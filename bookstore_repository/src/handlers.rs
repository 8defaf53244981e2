use std::sync::Arc;

use actix_web::http::header::LOCATION;
use actix_web::web::Data;
use actix_web::Error;
use actix_web::HttpResponse;
use paperclip::actix::{
    api_v2_operation,
    web::{self},
};

use crate::api::{
    BookId, BookPatch, CategoryId, CategoryPatch, CustomerId, CustomerPatch, NewBook,
    NewCategory, NewCustomer, NewRental, NewSale, RentalId,
};
use crate::bookstore_repository::{
    BookstoreRepository, BookstoreRepositoryError, RECENT_TRANSACTIONS_LIMIT,
};

type Repository = Data<Arc<dyn BookstoreRepository>>;

/// Turns a failed repository call into a response, client errors carry the message as json string
fn error_response(operation: &str, err: BookstoreRepositoryError) -> HttpResponse {
    use BookstoreRepositoryError::*;
    match err {
        BookNotFound(_) | CategoryNotFound(_) | CustomerNotFound(_) | EmployeeNotFound(_)
        | RentalNotFound(_) => HttpResponse::NotFound().json(err.to_string()),
        InsufficientStock { .. }
        | RentalAlreadyReturned(_)
        | CategoryInUse(_)
        | BookInUse(_)
        | CustomerInUse(_) => {
            tracing::warn!("{} rejected: {}", operation, err);
            HttpResponse::Conflict().json(err.to_string())
        }
        Invalid { .. } => HttpResponse::BadRequest().json(err.to_string()),
        DeserializationError(_) | DatabaseFailure(_) | Other(_) => {
            tracing::error!("{} failed {}", operation, err);
            HttpResponse::InternalServerError().finish()
        }
    }
}

fn created<T: serde::Serialize>(location: String, body: &T) -> HttpResponse {
    HttpResponse::Created()
        .append_header((LOCATION, location))
        .json(body)
}

#[api_v2_operation]
pub async fn health() -> Result<HttpResponse, Error> {
    Ok(HttpResponse::Ok().finish())
}

#[api_v2_operation]
pub async fn get_all_books(repository: Repository) -> Result<HttpResponse, Error> {
    Ok(match repository.list_books().await {
        Ok(books) => HttpResponse::Ok().json(books),
        Err(err) => error_response("Get all books", err),
    })
}

#[api_v2_operation]
pub async fn get_book(
    repository: Repository,
    book_id: web::Path<BookId>,
) -> Result<HttpResponse, Error> {
    Ok(match repository.get_book(book_id.into_inner()).await {
        Ok(book) => HttpResponse::Ok().json(book),
        Err(err) => error_response("Get book", err),
    })
}

#[api_v2_operation]
pub async fn add_book(
    repository: Repository,
    book: web::Json<NewBook>,
) -> Result<HttpResponse, Error> {
    Ok(match repository.add_book(book.into_inner()).await {
        Ok(book) => created(format!("/api/books/{}", book.book_id), &book),
        Err(err) => error_response("Add book", err),
    })
}

#[api_v2_operation]
pub async fn update_book(
    repository: Repository,
    book_id: web::Path<BookId>,
    patch: web::Json<BookPatch>,
) -> Result<HttpResponse, Error> {
    Ok(
        match repository
            .update_book(book_id.into_inner(), patch.into_inner())
            .await
        {
            Ok(book) => HttpResponse::Ok().json(book),
            Err(err) => error_response("Update book", err),
        },
    )
}

#[api_v2_operation]
pub async fn delete_book(
    repository: Repository,
    book_id: web::Path<BookId>,
) -> Result<HttpResponse, Error> {
    Ok(match repository.delete_book(book_id.into_inner()).await {
        Ok(()) => HttpResponse::NoContent().finish(),
        Err(err) => error_response("Delete book", err),
    })
}

#[api_v2_operation]
pub async fn get_all_categories(repository: Repository) -> Result<HttpResponse, Error> {
    Ok(match repository.list_categories().await {
        Ok(categories) => HttpResponse::Ok().json(categories),
        Err(err) => error_response("Get all categories", err),
    })
}

#[api_v2_operation]
pub async fn add_category(
    repository: Repository,
    category: web::Json<NewCategory>,
) -> Result<HttpResponse, Error> {
    Ok(match repository.add_category(category.into_inner()).await {
        Ok(category) => created(
            format!("/api/categories/{}", category.category_id),
            &category,
        ),
        Err(err) => error_response("Add category", err),
    })
}

#[api_v2_operation]
pub async fn update_category(
    repository: Repository,
    category_id: web::Path<CategoryId>,
    patch: web::Json<CategoryPatch>,
) -> Result<HttpResponse, Error> {
    Ok(
        match repository
            .update_category(category_id.into_inner(), patch.into_inner())
            .await
        {
            Ok(category) => HttpResponse::Ok().json(category),
            Err(err) => error_response("Update category", err),
        },
    )
}

#[api_v2_operation]
pub async fn delete_category(
    repository: Repository,
    category_id: web::Path<CategoryId>,
) -> Result<HttpResponse, Error> {
    Ok(
        match repository.delete_category(category_id.into_inner()).await {
            Ok(()) => HttpResponse::NoContent().finish(),
            Err(err) => error_response("Delete category", err),
        },
    )
}

#[api_v2_operation]
pub async fn get_all_customers(repository: Repository) -> Result<HttpResponse, Error> {
    Ok(match repository.list_customers().await {
        Ok(customers) => HttpResponse::Ok().json(customers),
        Err(err) => error_response("Get all customers", err),
    })
}

#[api_v2_operation]
pub async fn add_customer(
    repository: Repository,
    customer: web::Json<NewCustomer>,
) -> Result<HttpResponse, Error> {
    Ok(match repository.add_customer(customer.into_inner()).await {
        Ok(customer) => created(
            format!("/api/customers/{}", customer.customer_id),
            &customer,
        ),
        Err(err) => error_response("Add customer", err),
    })
}

#[api_v2_operation]
pub async fn update_customer(
    repository: Repository,
    customer_id: web::Path<CustomerId>,
    patch: web::Json<CustomerPatch>,
) -> Result<HttpResponse, Error> {
    Ok(
        match repository
            .update_customer(customer_id.into_inner(), patch.into_inner())
            .await
        {
            Ok(customer) => HttpResponse::Ok().json(customer),
            Err(err) => error_response("Update customer", err),
        },
    )
}

#[api_v2_operation]
pub async fn delete_customer(
    repository: Repository,
    customer_id: web::Path<CustomerId>,
) -> Result<HttpResponse, Error> {
    Ok(
        match repository.delete_customer(customer_id.into_inner()).await {
            Ok(()) => HttpResponse::NoContent().finish(),
            Err(err) => error_response("Delete customer", err),
        },
    )
}

#[api_v2_operation]
pub async fn get_all_employees(repository: Repository) -> Result<HttpResponse, Error> {
    Ok(match repository.list_employees().await {
        Ok(employees) => HttpResponse::Ok().json(employees),
        Err(err) => error_response("Get all employees", err),
    })
}

#[api_v2_operation]
pub async fn get_all_sales(repository: Repository) -> Result<HttpResponse, Error> {
    Ok(match repository.list_sales().await {
        Ok(sales) => HttpResponse::Ok().json(sales),
        Err(err) => error_response("Get all sales", err),
    })
}

#[api_v2_operation]
pub async fn create_sale(
    repository: Repository,
    sale: web::Json<NewSale>,
) -> Result<HttpResponse, Error> {
    Ok(match repository.create_sale(sale.into_inner()).await {
        Ok(sale) => created(format!("/api/sales/{}", sale.sale_id), &sale),
        Err(err) => error_response("Create sale", err),
    })
}

#[api_v2_operation]
pub async fn get_all_rentals(repository: Repository) -> Result<HttpResponse, Error> {
    Ok(match repository.list_rentals().await {
        Ok(rentals) => HttpResponse::Ok().json(rentals),
        Err(err) => error_response("Get all rentals", err),
    })
}

#[api_v2_operation]
pub async fn create_rental(
    repository: Repository,
    rental: web::Json<NewRental>,
) -> Result<HttpResponse, Error> {
    Ok(match repository.create_rental(rental.into_inner()).await {
        Ok(rental) => created(format!("/api/rentals/{}", rental.rental_id), &rental),
        Err(err) => error_response("Create rental", err),
    })
}

#[api_v2_operation]
pub async fn return_rental(
    repository: Repository,
    rental_id: web::Path<RentalId>,
) -> Result<HttpResponse, Error> {
    Ok(
        match repository.return_rental(rental_id.into_inner()).await {
            Ok(rental) => HttpResponse::Ok().json(rental),
            Err(err) => error_response("Return rental", err),
        },
    )
}

#[api_v2_operation]
pub async fn get_sales_summary(repository: Repository) -> Result<HttpResponse, Error> {
    Ok(match repository.sales_summary().await {
        Ok(summary) => HttpResponse::Ok().json(summary),
        Err(err) => error_response("Get sales summary", err),
    })
}

#[api_v2_operation]
pub async fn get_recent_transactions(repository: Repository) -> Result<HttpResponse, Error> {
    Ok(
        match repository
            .recent_transactions(RECENT_TRANSACTIONS_LIMIT)
            .await
        {
            Ok(transactions) => HttpResponse::Ok().json(transactions),
            Err(err) => error_response("Get recent transactions", err),
        },
    )
}

#[api_v2_operation]
pub async fn initialize_database(repository: Repository) -> Result<HttpResponse, Error> {
    Ok(match repository.initialize().await {
        Ok(employees) => {
            tracing::info!("Database initialized with {} employees", employees.len());
            HttpResponse::Ok().json(employees)
        }
        Err(err) => error_response("Initialize database", err),
    })
}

□ □ □

*Activity*. Where the word "NewCategory" shows up in a line of the entries above, copy that line.

*Output of the task*.
    NewCategory, NewCustomer, NewRental, NewSale, RentalId,
    category: web::Json<NewCategory>,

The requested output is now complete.